El
martes murió mi padre.
Ya
no lo volveré a ver en vida. Me quedan solo los recuerdos.
Nuestros
últimos años fueron los mejores de nuestra relación, caracterizada por
episodios contrastantes en cuanto a puntos de vista y opiniones. Lo que para mí
era blanco para él era azul y ambos estábamos convencidos de tener la verdad en
las manos. Esto fue motivo de discusiones y disputas. Muchas.
Desde
que me casé por primera vez en 1990, él cambió conmigo. Se hizo más comprensivo
y yo también cambié. Empecé a entenderlo como persona. A recordar lo que me
contó de su infancia pobre. Los trabajos que realizó. La vida que tuvo. Y cómo
eso influyó en su personalidad, en el hombre que terminó siendo.
Su
infancia lo marcó.
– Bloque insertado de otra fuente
//! Boundary traits for time and identity
//!
//! Services never read the wall clock or mint ids themselves; they go through
//! these traits so tests can pin both.

use std::sync::atomic::{AtomicU64, Ordering};
use std::sync::Mutex;

use chrono::{DateTime, Duration, Utc};
use uuid::Uuid;

/// Source of the current time.
pub trait Clock: Send + Sync {
    fn now(&self) -> DateTime<Utc>;
}

/// Source of fresh node, version and attachment ids.
pub trait IdGenerator: Send + Sync {
    /// Fresh id, unique for the lifetime of the generator.
    fn next_id(&self) -> String;

    /// Fresh id carrying a prefix, e.g. `v-…` for versions.
    fn prefixed(&self, prefix: &str) -> String {
        format!("{}-{}", prefix, self.next_id())
    }
}

/// Wall clock.
#[derive(Debug, Default, Clone, Copy)]
pub struct SystemClock;

impl Clock for SystemClock {
    fn now(&self) -> DateTime<Utc> {
        Utc::now()
    }
}

/// Random v4 UUIDs.
#[derive(Debug, Default, Clone, Copy)]
pub struct UuidIdGenerator;

impl IdGenerator for UuidIdGenerator {
    fn next_id(&self) -> String {
        Uuid::new_v4().to_string()
    }
}

/// Clock that starts at a fixed instant and advances by `step` on every read.
#[derive(Debug)]
pub struct FixedClock {
    current: Mutex<DateTime<Utc>>,
    step: Duration,
}

impl FixedClock {
    pub fn new(start: DateTime<Utc>) -> Self {
        Self::stepping(start, Duration::zero())
    }

    pub fn stepping(start: DateTime<Utc>, step: Duration) -> Self {
        Self {
            current: Mutex::new(start),
            step,
        }
    }
}

impl Clock for FixedClock {
    fn now(&self) -> DateTime<Utc> {
        let mut current = match self.current.lock() {
            Ok(guard) => guard,
            Err(poisoned) => poisoned.into_inner(),
        };
        let now = *current;
        *current = now + self.step;
        now
    }
}

/// Ids `n1`, `n2`, … in call order.
#[derive(Debug, Default)]
pub struct SequentialIds {
    counter: AtomicU64,
}

impl SequentialIds {
    pub fn new() -> Self {
        Self::default()
    }
}

impl IdGenerator for SequentialIds {
    fn next_id(&self) -> String {
        let n = self.counter.fetch_add(1, Ordering::Relaxed) + 1;
        format!("n{n}")
    }
}

#[cfg(test)]
mod tests {
    use super::*;
    use chrono::TimeZone;

    #[test]
    fn given_sequential_ids_when_prefixed_then_counts_up() {
        let ids = SequentialIds::new();
        assert_eq!(ids.next_id(), "n1");
        assert_eq!(ids.prefixed("v"), "v-n2");
    }

    #[test]
    fn given_stepping_clock_when_read_twice_then_advances() {
        let start = Utc.with_ymd_and_hms(2026, 2, 10, 9, 0, 0).unwrap();
        let clock = FixedClock::stepping(start, Duration::minutes(5));
        assert_eq!(clock.now(), start);
        assert_eq!(clock.now(), start + Duration::minutes(5));
    }

    #[test]
    fn given_uuid_generator_when_called_twice_then_ids_differ() {
        let ids = UuidIdGenerator;
        assert_ne!(ids.next_id(), ids.next_id());
    }
}
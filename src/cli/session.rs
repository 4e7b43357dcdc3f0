//! Line-oriented session commands
//!
//! Each input line is one command against an in-memory store; structural
//! edits go through [`AppState`] the same way the interactive screen does.
//! Blank lines and lines starting with `#` are skipped.

use std::io::{BufRead, Write};
use std::str::FromStr;

use tracing::{debug, instrument};

use crate::application::{ApplicationError, AppState, DocumentTreeStore, EditorSession};
use crate::cli::error::{CliError, CliResult};
use crate::cli::output::{document_line, node_lines};
use crate::domain::{forest_to_tree, Direction, DocumentType, NodeId, NodeKind};

pub const HELP: &str = "\
dir <safe-city|transport>          switch direction
section <type|all>                 restrict listings to a document type
tree                               show the folder tree
docs [query]                       list matching documents
add-folder <parent|-> <name>       add a folder (- for root level)
add-doc <parent|-> <type> <name>   add a document
rename <id> <name>                 rename a node
delete <id>                        delete a node and everything below it
show <id>                          describe a node
open <id>                          open a document for editing
text <content>                     replace the open document's text
table                              append a table to the open document
cell <table> <row> <col> <value>   set a table cell
relate <id>                        link a related document
save                               save the open document
version <comment>                  store the edited content as a version
restore <version-id>               restore a stored version
close                              close the open document
help                               show this help";

#[derive(Debug, Clone, PartialEq, Eq)]
pub enum SessionCommand {
    Direction(Direction),
    Section(Option<DocumentType>),
    Tree,
    Docs(String),
    AddFolder {
        parent: Option<NodeId>,
        name: String,
    },
    AddDocument {
        parent: Option<NodeId>,
        document_type: DocumentType,
        name: String,
    },
    Rename {
        id: NodeId,
        name: String,
    },
    Delete(NodeId),
    Show(NodeId),
    Open(NodeId),
    Text(String),
    Table,
    Cell {
        table: usize,
        row: usize,
        column: usize,
        value: String,
    },
    Relate(NodeId),
    Save,
    Version(String),
    Restore(String),
    Close,
    Help,
}

fn usage(msg: impl Into<String>) -> CliError {
    CliError::Usage(msg.into())
}

fn arg<'a>(args: &[&'a str], i: usize, what: &str) -> CliResult<&'a str> {
    args.get(i)
        .copied()
        .ok_or_else(|| usage(format!("missing {what}")))
}

fn rest(args: &[&str], from: usize) -> String {
    args.get(from..).unwrap_or_default().join(" ")
}

fn required_rest(args: &[&str], from: usize, what: &str) -> CliResult<String> {
    let value = rest(args, from);
    if value.is_empty() {
        Err(usage(format!("missing {what}")))
    } else {
        Ok(value)
    }
}

fn parent(word: &str) -> Option<NodeId> {
    match word {
        "-" | "root" => None,
        id => Some(id.to_string()),
    }
}

fn index(word: &str, what: &str) -> CliResult<usize> {
    word.parse()
        .map_err(|_| usage(format!("{what} must be a number: {word}")))
}

impl FromStr for SessionCommand {
    type Err = CliError;

    fn from_str(line: &str) -> Result<Self, Self::Err> {
        let words: Vec<&str> = line.split_whitespace().collect();
        let (verb, args) = words
            .split_first()
            .ok_or_else(|| usage("empty command"))?;

        let command = match *verb {
            "dir" => SessionCommand::Direction(
                arg(args, 0, "direction")?
                    .parse()
                    .map_err(ApplicationError::from)?,
            ),
            "section" => match arg(args, 0, "section")? {
                "all" => SessionCommand::Section(None),
                s => SessionCommand::Section(Some(s.parse().map_err(ApplicationError::from)?)),
            },
            "tree" => SessionCommand::Tree,
            "docs" => SessionCommand::Docs(rest(args, 0)),
            "add-folder" => SessionCommand::AddFolder {
                parent: parent(arg(args, 0, "parent")?),
                name: required_rest(args, 1, "name")?,
            },
            "add-doc" => SessionCommand::AddDocument {
                parent: parent(arg(args, 0, "parent")?),
                document_type: arg(args, 1, "document type")?
                    .parse()
                    .map_err(ApplicationError::from)?,
                name: required_rest(args, 2, "name")?,
            },
            "rename" => SessionCommand::Rename {
                id: arg(args, 0, "id")?.to_string(),
                name: required_rest(args, 1, "name")?,
            },
            "delete" => SessionCommand::Delete(arg(args, 0, "id")?.to_string()),
            "show" => SessionCommand::Show(arg(args, 0, "id")?.to_string()),
            "open" => SessionCommand::Open(arg(args, 0, "id")?.to_string()),
            "text" => SessionCommand::Text(rest(args, 0)),
            "table" => SessionCommand::Table,
            "cell" => SessionCommand::Cell {
                table: index(arg(args, 0, "table")?, "table")?,
                row: index(arg(args, 1, "row")?, "row")?,
                column: index(arg(args, 2, "column")?, "column")?,
                value: rest(args, 3),
            },
            "relate" => SessionCommand::Relate(arg(args, 0, "id")?.to_string()),
            "save" => SessionCommand::Save,
            "version" => SessionCommand::Version(rest(args, 0)),
            "restore" => SessionCommand::Restore(arg(args, 0, "version id")?.to_string()),
            "close" => SessionCommand::Close,
            "help" => SessionCommand::Help,
            other => return Err(usage(format!("unknown command: {other}"))),
        };
        Ok(command)
    }
}

/// Store, screen state and the optionally open document.
pub struct Session {
    store: DocumentTreeStore,
    state: AppState,
    editor: Option<EditorSession>,
}

impl Session {
    pub fn new(store: DocumentTreeStore, state: AppState) -> Self {
        Self {
            store,
            state,
            editor: None,
        }
    }

    pub fn store(&self) -> &DocumentTreeStore {
        &self.store
    }

    pub fn state(&self) -> &AppState {
        &self.state
    }

    pub fn editor(&self) -> Option<&EditorSession> {
        self.editor.as_ref()
    }

    /// Execute every line of `input`. Failing commands are reported to `out`
    /// and do not stop the run; returns the number of failures.
    pub fn run<R: BufRead, W: Write>(&mut self, input: R, out: &mut W) -> CliResult<usize> {
        let mut failures = 0;
        for (number, line) in input.lines().enumerate() {
            let line = line?;
            let line = line.trim();
            if line.is_empty() || line.starts_with('#') {
                continue;
            }
            let result = match line.parse::<SessionCommand>() {
                Ok(command) => self.execute(command, out),
                Err(e) => Err(e),
            };
            if let Err(e) = result {
                debug!("line {}: {}", number + 1, e);
                writeln!(out, "error (line {}): {}", number + 1, e)?;
                failures += 1;
            }
        }
        Ok(failures)
    }

    #[instrument(level = "debug", skip(self, out))]
    pub fn execute<W: Write>(&mut self, command: SessionCommand, out: &mut W) -> CliResult<()> {
        let direction = self.state.direction;
        match command {
            SessionCommand::Direction(d) => {
                self.state.select_direction(d);
                self.editor = None;
                writeln!(out, "direction: {}", d.label())?;
            }
            SessionCommand::Section(section) => self.state.select_section(section),
            SessionCommand::Tree => {
                let tree = forest_to_tree(direction.label(), self.store.forest(direction));
                write!(out, "{tree}")?;
            }
            SessionCommand::Docs(query) => {
                self.state.set_query(query);
                for doc in self.state.visible_documents(&self.store) {
                    writeln!(out, "{}", document_line(doc))?;
                }
            }
            SessionCommand::AddFolder { parent, name } => {
                self.add(parent, NodeKind::Folder, &name, None, out)?;
            }
            SessionCommand::AddDocument {
                parent,
                document_type,
                name,
            } => {
                self.add(parent, NodeKind::Document, &name, Some(document_type), out)?;
            }
            SessionCommand::Rename { id, name } => {
                self.state.begin_rename(&self.store, &id)?;
                self.state.set_rename_value(&name)?;
                if let Err(e) = self.state.commit_rename(&mut self.store) {
                    self.state.cancel_rename();
                    return Err(e.into());
                }
                if let Some(editor) = self.editor.as_mut() {
                    editor.refresh(&self.store)?;
                }
                writeln!(out, "renamed {id}")?;
            }
            SessionCommand::Delete(id) => {
                self.state.delete(&mut self.store, &id)?;
                let editor_gone = self
                    .editor
                    .as_ref()
                    .is_some_and(|e| self.store.find(direction, e.id()).is_none());
                if editor_gone {
                    self.editor = None;
                }
                writeln!(out, "deleted {id}")?;
            }
            SessionCommand::Show(id) => {
                for line in node_lines(self.store.get(direction, &id)?) {
                    writeln!(out, "{line}")?;
                }
            }
            SessionCommand::Open(id) => {
                let editor = EditorSession::open(&mut self.store, direction, &id)?;
                self.state.select(Some(id.clone()));
                for line in node_lines(self.store.get(direction, &id)?) {
                    writeln!(out, "{line}")?;
                }
                self.editor = Some(editor);
            }
            SessionCommand::Text(text) => {
                let editor = self.open_editor()?;
                editor.begin_edit();
                editor.set_text(text);
            }
            SessionCommand::Table => {
                let editor = self.editor.as_mut().ok_or_else(no_document)?;
                editor.begin_edit();
                let table = editor.add_table(&self.store);
                writeln!(out, "table {table} added")?;
            }
            SessionCommand::Cell {
                table,
                row,
                column,
                value,
            } => {
                let editor = self.open_editor()?;
                editor.begin_edit();
                editor
                    .edit(|content| content.update_cell(table, row, column, value))
                    .map_err(ApplicationError::from)?;
            }
            SessionCommand::Relate(other) => {
                let editor = self.editor.as_mut().ok_or_else(no_document)?;
                let added = editor.add_related(&self.store, &other)?;
                editor.begin_edit();
                if !added {
                    writeln!(out, "already related: {other}")?;
                }
            }
            SessionCommand::Save => {
                let editor = self.editor.as_mut().ok_or_else(no_document)?;
                editor.save(&mut self.store)?;
                writeln!(out, "saved {}", editor.id())?;
            }
            SessionCommand::Version(comment) => {
                let editor = self.editor.as_mut().ok_or_else(no_document)?;
                let version = editor.save_version(&mut self.store, &comment)?;
                writeln!(out, "version {version}")?;
            }
            SessionCommand::Restore(version) => {
                let editor = self.editor.as_mut().ok_or_else(no_document)?;
                editor.restore_version(&mut self.store, &version)?;
                writeln!(out, "restored {version}")?;
            }
            SessionCommand::Close => {
                self.editor = None;
                self.state.select(None);
            }
            SessionCommand::Help => writeln!(out, "{HELP}")?,
        }
        Ok(())
    }

    fn add<W: Write>(
        &mut self,
        parent: Option<NodeId>,
        kind: NodeKind,
        name: &str,
        document_type: Option<DocumentType>,
        out: &mut W,
    ) -> CliResult<()> {
        self.state.open_add_dialog(parent.as_deref(), kind);
        self.state.fill_add_dialog(name, document_type);
        match self.state.submit_add(&mut self.store) {
            Ok(id) => {
                writeln!(out, "added {kind} {id}")?;
                Ok(())
            }
            Err(e) => {
                self.state.close_add_dialog();
                Err(e.into())
            }
        }
    }

    fn open_editor(&mut self) -> CliResult<&mut EditorSession> {
        self.editor.as_mut().ok_or_else(no_document)
    }
}

fn no_document() -> CliError {
    usage("no document open")
}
Desde que, siendo un niño tuvo que salir a vender dulces de
coco que preparaba su mamá para ayudar a mantener el hogar. El no quería vender
los dulces porque prefería estar jugando con los otros niños. Pero su mamá se
lo exigía porque necesitaban el dinero. Su padre había muerto y no había
entrada de dinero a la casa.
Caminaba
por todo el pueblo de El Callao vendiendo los dulces porque sabía que no podía regresar con
la cesta llena a casa. Y fue conociendo gente, sus clientes. Y esa misma gente
lo fue conociendo a él.
A
veces descuidaba su oficio para montar la bicicleta de sus amigos y dejaba
pasar el tiempo hasta que se acordaba de los dulces y era ya tarde para venderlos.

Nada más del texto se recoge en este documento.